The 'wiki' section of the site is the progress of being migrated from an old site. There are some rendering issues and many of the links don't work yet.

Survey of reinforcement learning

Classifications

One way of slicing the range of RL algorithms available at the moment is to classify them as using one of two approaches:

Value function estimation
Policy representation and the policy gradient method.

In value function estimation, the agent attempts to learn a function V(a(t) | s(t)) that predicts the value (expected sum of rewards) of the path beginning with action a at time t, given the current state s(t) and in implicit fixed goal. The expected value of each action depends on the likely subsequent actions, which are again decided based on the same value function, thus the value of action a at time t, depends on the expected subsequent actions. Algorithms based on this include the Q-learning algorithm originally proposed by Watkins and Dayan (1992) and the Sarsa algorithm proposed by Rummery and Niranjan (1994). The advantage of this type of algorithm is that the process is simple and easily implementable; however, it does not solve the problem of continuous action space well.

Typical algorithms based on the policy gradient method include the REINFORCE algorithm proposed by Sutton et al. (2000) and the actor-critic algorithm proposed by Konda and Tsitsiklis (2000) are typical algorithms based on policy gradient method. The main idea of these algorithms is to link the parameterization policy with the cumulative reward and continuously optimize the policy to obtain the optimal policy.

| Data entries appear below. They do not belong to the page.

//! Capped, append-only wellness history

use serde::{Deserialize, Serialize};
use std::collections::VecDeque;
use std::fs;
use std::io::Write;
use std::path::{Path, PathBuf};
use tracing::{debug, info, warn};

use super::calculator::Category;
use crate::error::PersistenceError;

/// Default number of records kept
pub const DEFAULT_HISTORY_CAPACITY: usize = 100;

/// Number of most recent records the trend looks at
pub const TREND_WINDOW: usize = 5;

/// One completed analysis, as stored in history
#[derive(Debug, Clone, PartialEq, Serialize, Deserialize)]
pub struct WellnessRecord {
    pub timestamp: String,
    pub stress_score: u8,
    pub fatigue_score: u8,
    pub wellness_index: f64,
    pub category: Category,
}

/// Ordered record log with an append/read/trim contract
///
/// `append` always keeps the record in memory; an `Err` only means the
/// durable copy could not be updated.
pub trait HistoryStore: Send {
    fn records(&self) -> Vec<WellnessRecord>;

    fn append(&mut self, record: WellnessRecord) -> Result<(), PersistenceError>;

    fn capacity(&self) -> usize;
}

/// History held only in memory
#[derive(Debug, Clone)]
pub struct MemoryHistory {
    records: VecDeque<WellnessRecord>,
    capacity: usize,
}

impl MemoryHistory {
    pub fn new(capacity: usize) -> Self {
        Self {
            records: VecDeque::new(),
            capacity: capacity.max(1),
        }
    }

    /// Seed with existing records, keeping only the newest `capacity`
    pub fn from_records(records: Vec<WellnessRecord>, capacity: usize) -> Self {
        let mut history = Self::new(capacity);
        for record in records {
            history.push(record);
        }
        history
    }

    fn push(&mut self, record: WellnessRecord) {
        self.records.push_back(record);
        while self.records.len() > self.capacity {
            self.records.pop_front();
        }
    }

    pub fn len(&self) -> usize {
        self.records.len()
    }

    pub fn is_empty(&self) -> bool {
        self.records.is_empty()
    }
}

impl HistoryStore for MemoryHistory {
    fn records(&self) -> Vec<WellnessRecord> {
        self.records.iter().cloned().collect()
    }

    fn append(&mut self, record: WellnessRecord) -> Result<(), PersistenceError> {
        self.push(record);
        Ok(())
    }

    fn capacity(&self) -> usize {
        self.capacity
    }
}

/// History persisted as a pretty-printed JSON array
///
/// Writes go to a temporary file in the same directory which is then renamed
/// over the target, so readers never observe a partially written document.
#[derive(Debug)]
pub struct JsonFileHistory {
    path: PathBuf,
    memory: MemoryHistory,
}

impl JsonFileHistory {
    /// Load existing history; a missing or unreadable file starts empty
    pub fn open(path: impl Into<PathBuf>, capacity: usize) -> Self {
        let path = path.into();
        let records = match Self::read(&path) {
            Ok(records) => {
                info!("Loaded {} history records from {}", records.len(), path.display());
                records
            }
            Err(e) => {
                warn!("{}; starting with empty history", e);
                Vec::new()
            }
        };

        Self {
            memory: MemoryHistory::from_records(records, capacity),
            path,
        }
    }

    pub fn path(&self) -> &Path {
        &self.path
    }

    fn read(path: &Path) -> Result<Vec<WellnessRecord>, PersistenceError> {
        if !path.exists() {
            debug!("No history file at {}", path.display());
            return Ok(Vec::new());
        }

        let text = fs::read_to_string(path).map_err(|source| PersistenceError::Read {
            path: path.display().to_string(),
            source,
        })?;

        serde_json::from_str(&text).map_err(|source| PersistenceError::Parse {
            path: path.display().to_string(),
            source,
        })
    }

    fn save(&self) -> Result<(), PersistenceError> {
        let write_err = |detail: String| PersistenceError::Write {
            path: self.path.display().to_string(),
            detail,
        };

        let json = serde_json::to_string_pretty(&self.memory.records())
            .map_err(|e| write_err(e.to_string()))?;

        let dir = match self.path.parent() {
            Some(parent) if !parent.as_os_str().is_empty() => parent.to_path_buf(),
            _ => PathBuf::from("."),
        };

        let mut tmp = tempfile::NamedTempFile::new_in(&dir).map_err(|e| write_err(e.to_string()))?;
        tmp.write_all(json.as_bytes())
            .map_err(|e| write_err(e.to_string()))?;
        tmp.as_file()
            .sync_all()
            .map_err(|e| write_err(e.to_string()))?;
        tmp.persist(&self.path)
            .map_err(|e| write_err(e.error.to_string()))?;

        Ok(())
    }
}

impl HistoryStore for JsonFileHistory {
    fn records(&self) -> Vec<WellnessRecord> {
        self.memory.records()
    }

    fn append(&mut self, record: WellnessRecord) -> Result<(), PersistenceError> {
        self.memory.push(record);
        self.save()
    }

    fn capacity(&self) -> usize {
        self.memory.capacity
    }
}

/// Direction of the wellness index across the trend window
#[derive(Debug, Clone, Copy, PartialEq, Eq, Serialize, Deserialize)]
#[serde(rename_all = "lowercase")]
pub enum Trend {
    Up,
    Down,
    Flat,
}

/// Summary of recent history
#[derive(Debug, Clone, PartialEq, Serialize)]
#[serde(tag = "status", rename_all = "snake_case")]
pub enum TrendReport {
    NotEnoughData { message: String },
    Summary {
        average_wellness: f64,
        trend: Trend,
        sessions_count: usize,
    },
}

impl TrendReport {
    /// Average index and direction over the last [`TREND_WINDOW`] records
    pub fn from_records(records: &[WellnessRecord]) -> Self {
        if records.is_empty() {
            return TrendReport::NotEnoughData {
                message: "Not enough data yet".to_string(),
            };
        }

        let window = &records[records.len().saturating_sub(TREND_WINDOW)..];
        let average = window.iter().map(|r| r.wellness_index).sum::<f64>() / window.len() as f64;

        let first = window[0].wellness_index;
        let last = window[window.len() - 1].wellness_index;
        let trend = if last > first {
            Trend::Up
        } else if last < first {
            Trend::Down
        } else {
            Trend::Flat
        };

        TrendReport::Summary {
            average_wellness: (average * 100.0).round_ties_even() / 100.0,
            trend,
            sessions_count: records.len(),
        }
    }
}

This type of method can solve the problem of continuous action space, but can easily converge to the local optimal solution (Zhao, Liu, Zhao, and Tang, 2018).

Value Methods

Deep Q Networks (DQN) is one of the simplest algorithms.

Policy Gradient Methods

A simple actor-critic algorithm is relatively easy to write in equatio form, and while far more advanced techniques are now used, for the purposes of what we need to examine here, the difference is not too important. In particular, currently another popular algorithm Proximal Policy Optimization (PPO) essentially looks the same, but with some extra refinements. Both of these follow the policy gradient method, with an actor-critic used to calculate “advantage” for a given action - which has been found to reduce variance and improve convergence.

The following is a very brief summary of the simple actor-critic policy gradient functions (source: https://www.tensorflow.org/tutorials/reinforcement_learning/actor_critic):

Reward:

r(t) = actual reward at time t

Expected returns, at time t:

G(t) = sum(t'=t..T: gamma^(t'-t) * r(t'))

Networks:

policy(a(t) | s(t)) = policy network, parameterized by theta (network weights)

V(s(t)) = value network, parameterised by the same theta

Actor loss:

actor-loss = - sum(t=1..T: log(policy(a(t)|s(t))) * [G(s(t), a(t)) - V(s(t))])

Critic loss:

critic-loss = huber-loss(G, V)

Learning is usually accomplished by recording events into a replay buffer (as tuples of state, action, reward), then running supervised learning against batches retrieves from the replay buffer.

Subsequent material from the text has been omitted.